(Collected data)
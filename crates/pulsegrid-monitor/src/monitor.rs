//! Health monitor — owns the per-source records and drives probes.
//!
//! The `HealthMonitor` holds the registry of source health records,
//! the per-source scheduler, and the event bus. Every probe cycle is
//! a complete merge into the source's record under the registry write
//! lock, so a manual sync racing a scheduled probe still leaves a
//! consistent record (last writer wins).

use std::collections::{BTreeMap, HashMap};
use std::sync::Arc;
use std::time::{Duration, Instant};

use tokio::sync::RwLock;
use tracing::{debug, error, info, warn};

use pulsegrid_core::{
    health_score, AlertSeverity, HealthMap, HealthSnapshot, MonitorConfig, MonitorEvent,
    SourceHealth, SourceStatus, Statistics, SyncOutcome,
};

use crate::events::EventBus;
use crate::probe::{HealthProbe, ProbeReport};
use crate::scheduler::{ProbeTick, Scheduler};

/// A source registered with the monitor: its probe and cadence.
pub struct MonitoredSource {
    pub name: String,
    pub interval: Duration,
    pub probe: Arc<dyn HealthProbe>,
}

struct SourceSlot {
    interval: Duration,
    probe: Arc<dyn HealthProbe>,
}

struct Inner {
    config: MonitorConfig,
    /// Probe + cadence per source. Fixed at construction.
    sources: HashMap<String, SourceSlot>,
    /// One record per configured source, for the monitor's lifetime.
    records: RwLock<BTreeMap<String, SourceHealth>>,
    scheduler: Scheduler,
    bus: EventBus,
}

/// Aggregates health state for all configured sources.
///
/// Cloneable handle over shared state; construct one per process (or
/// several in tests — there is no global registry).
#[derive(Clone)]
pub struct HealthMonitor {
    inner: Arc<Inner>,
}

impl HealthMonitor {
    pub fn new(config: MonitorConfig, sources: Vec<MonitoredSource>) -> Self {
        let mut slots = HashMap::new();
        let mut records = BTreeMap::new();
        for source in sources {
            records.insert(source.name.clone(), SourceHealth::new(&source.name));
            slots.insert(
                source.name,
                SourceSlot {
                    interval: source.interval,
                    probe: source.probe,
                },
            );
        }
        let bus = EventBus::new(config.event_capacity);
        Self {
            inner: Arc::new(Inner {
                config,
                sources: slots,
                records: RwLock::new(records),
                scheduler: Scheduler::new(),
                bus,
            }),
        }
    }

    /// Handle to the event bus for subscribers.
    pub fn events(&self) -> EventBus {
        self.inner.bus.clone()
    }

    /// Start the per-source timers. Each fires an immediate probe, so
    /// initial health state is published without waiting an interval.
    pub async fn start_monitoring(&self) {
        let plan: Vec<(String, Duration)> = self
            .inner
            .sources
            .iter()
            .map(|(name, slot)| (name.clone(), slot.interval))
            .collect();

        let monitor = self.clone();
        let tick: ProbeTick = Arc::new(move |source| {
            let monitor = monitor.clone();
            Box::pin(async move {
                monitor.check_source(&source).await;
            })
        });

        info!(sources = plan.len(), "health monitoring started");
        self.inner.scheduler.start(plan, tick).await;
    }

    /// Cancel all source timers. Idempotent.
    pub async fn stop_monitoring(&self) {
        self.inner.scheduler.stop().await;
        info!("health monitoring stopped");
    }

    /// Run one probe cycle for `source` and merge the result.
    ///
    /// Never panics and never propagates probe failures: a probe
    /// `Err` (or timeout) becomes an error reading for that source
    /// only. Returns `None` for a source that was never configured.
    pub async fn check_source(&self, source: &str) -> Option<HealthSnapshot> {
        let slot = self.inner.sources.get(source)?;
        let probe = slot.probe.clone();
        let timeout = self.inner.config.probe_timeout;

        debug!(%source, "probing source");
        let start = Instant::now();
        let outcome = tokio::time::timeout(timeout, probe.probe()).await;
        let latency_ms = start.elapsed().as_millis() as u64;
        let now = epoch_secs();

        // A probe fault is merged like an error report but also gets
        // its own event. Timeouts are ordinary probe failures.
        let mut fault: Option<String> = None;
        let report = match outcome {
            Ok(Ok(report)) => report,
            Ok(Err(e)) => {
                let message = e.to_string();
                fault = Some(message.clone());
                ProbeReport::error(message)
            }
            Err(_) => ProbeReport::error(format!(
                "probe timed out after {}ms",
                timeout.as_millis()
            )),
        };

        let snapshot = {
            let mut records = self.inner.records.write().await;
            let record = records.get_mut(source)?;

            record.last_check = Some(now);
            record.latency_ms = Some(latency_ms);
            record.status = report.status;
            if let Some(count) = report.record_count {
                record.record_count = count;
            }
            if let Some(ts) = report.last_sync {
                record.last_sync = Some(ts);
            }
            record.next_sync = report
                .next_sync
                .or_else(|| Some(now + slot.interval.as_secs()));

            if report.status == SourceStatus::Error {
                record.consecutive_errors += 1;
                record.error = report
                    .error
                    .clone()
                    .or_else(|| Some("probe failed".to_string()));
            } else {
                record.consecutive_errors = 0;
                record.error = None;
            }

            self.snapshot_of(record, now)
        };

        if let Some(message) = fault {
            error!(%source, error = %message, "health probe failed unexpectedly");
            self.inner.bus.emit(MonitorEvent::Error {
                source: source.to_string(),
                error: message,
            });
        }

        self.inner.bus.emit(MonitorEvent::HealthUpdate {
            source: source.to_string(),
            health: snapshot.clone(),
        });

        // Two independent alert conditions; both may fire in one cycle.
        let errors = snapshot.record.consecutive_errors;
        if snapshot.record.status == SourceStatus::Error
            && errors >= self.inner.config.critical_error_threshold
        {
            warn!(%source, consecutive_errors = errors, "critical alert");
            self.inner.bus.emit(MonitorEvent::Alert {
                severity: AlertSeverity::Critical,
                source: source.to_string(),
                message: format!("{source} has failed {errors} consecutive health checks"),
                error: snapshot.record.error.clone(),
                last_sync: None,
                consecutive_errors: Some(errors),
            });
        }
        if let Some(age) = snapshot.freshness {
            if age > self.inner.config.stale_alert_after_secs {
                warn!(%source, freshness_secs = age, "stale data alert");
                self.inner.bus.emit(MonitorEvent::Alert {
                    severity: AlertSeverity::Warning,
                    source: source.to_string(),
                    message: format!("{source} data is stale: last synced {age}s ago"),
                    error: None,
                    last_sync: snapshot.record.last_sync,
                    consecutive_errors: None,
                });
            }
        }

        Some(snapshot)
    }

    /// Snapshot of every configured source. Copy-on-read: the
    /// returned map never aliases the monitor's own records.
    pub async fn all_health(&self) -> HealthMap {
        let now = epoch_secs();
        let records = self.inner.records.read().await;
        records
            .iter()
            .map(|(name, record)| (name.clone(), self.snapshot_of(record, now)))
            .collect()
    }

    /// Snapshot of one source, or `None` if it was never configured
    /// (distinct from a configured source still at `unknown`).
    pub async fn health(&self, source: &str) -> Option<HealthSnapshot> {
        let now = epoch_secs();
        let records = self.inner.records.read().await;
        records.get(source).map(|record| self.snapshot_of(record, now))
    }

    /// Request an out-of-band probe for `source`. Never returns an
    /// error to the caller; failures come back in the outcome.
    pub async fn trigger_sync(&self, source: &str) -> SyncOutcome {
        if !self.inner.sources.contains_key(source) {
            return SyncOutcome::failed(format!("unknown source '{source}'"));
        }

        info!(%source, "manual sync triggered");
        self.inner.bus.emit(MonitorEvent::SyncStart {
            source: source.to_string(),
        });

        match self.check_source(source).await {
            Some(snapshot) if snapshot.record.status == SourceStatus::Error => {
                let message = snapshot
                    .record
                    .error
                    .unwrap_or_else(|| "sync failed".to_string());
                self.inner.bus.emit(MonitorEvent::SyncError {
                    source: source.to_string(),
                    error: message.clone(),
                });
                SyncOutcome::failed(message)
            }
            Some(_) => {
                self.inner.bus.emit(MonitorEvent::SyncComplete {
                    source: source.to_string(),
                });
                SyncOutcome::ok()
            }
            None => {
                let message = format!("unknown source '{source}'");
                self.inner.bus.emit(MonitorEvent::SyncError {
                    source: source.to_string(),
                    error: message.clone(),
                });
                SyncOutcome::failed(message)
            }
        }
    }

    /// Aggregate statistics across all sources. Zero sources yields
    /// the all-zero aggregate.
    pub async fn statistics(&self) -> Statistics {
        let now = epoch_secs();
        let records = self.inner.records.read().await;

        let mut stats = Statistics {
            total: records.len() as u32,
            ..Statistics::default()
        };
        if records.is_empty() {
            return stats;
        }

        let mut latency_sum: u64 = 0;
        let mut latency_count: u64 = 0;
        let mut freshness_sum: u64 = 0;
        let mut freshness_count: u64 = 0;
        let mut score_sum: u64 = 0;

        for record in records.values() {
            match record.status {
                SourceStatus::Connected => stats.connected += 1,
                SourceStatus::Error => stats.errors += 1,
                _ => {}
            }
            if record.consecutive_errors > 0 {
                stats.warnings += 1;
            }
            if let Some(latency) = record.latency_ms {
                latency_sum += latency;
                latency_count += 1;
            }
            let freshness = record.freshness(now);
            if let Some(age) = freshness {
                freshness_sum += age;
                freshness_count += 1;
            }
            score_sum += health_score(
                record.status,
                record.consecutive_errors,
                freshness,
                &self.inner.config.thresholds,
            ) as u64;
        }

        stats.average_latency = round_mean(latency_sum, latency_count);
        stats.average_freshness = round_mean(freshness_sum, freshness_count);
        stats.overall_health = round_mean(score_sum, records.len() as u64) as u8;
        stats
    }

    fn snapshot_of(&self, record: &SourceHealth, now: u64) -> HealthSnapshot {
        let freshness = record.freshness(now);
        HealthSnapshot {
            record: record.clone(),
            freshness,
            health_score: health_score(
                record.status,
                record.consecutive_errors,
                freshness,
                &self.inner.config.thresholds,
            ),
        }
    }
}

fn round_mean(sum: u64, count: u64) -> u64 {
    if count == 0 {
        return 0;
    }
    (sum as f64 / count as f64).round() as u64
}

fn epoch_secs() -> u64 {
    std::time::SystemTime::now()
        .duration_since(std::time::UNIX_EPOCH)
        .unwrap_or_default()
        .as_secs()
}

- _Assignment_: Tallying every line that holds the string "SourceSlot", report the total for the records and nothing else.

- _Written answer_: 3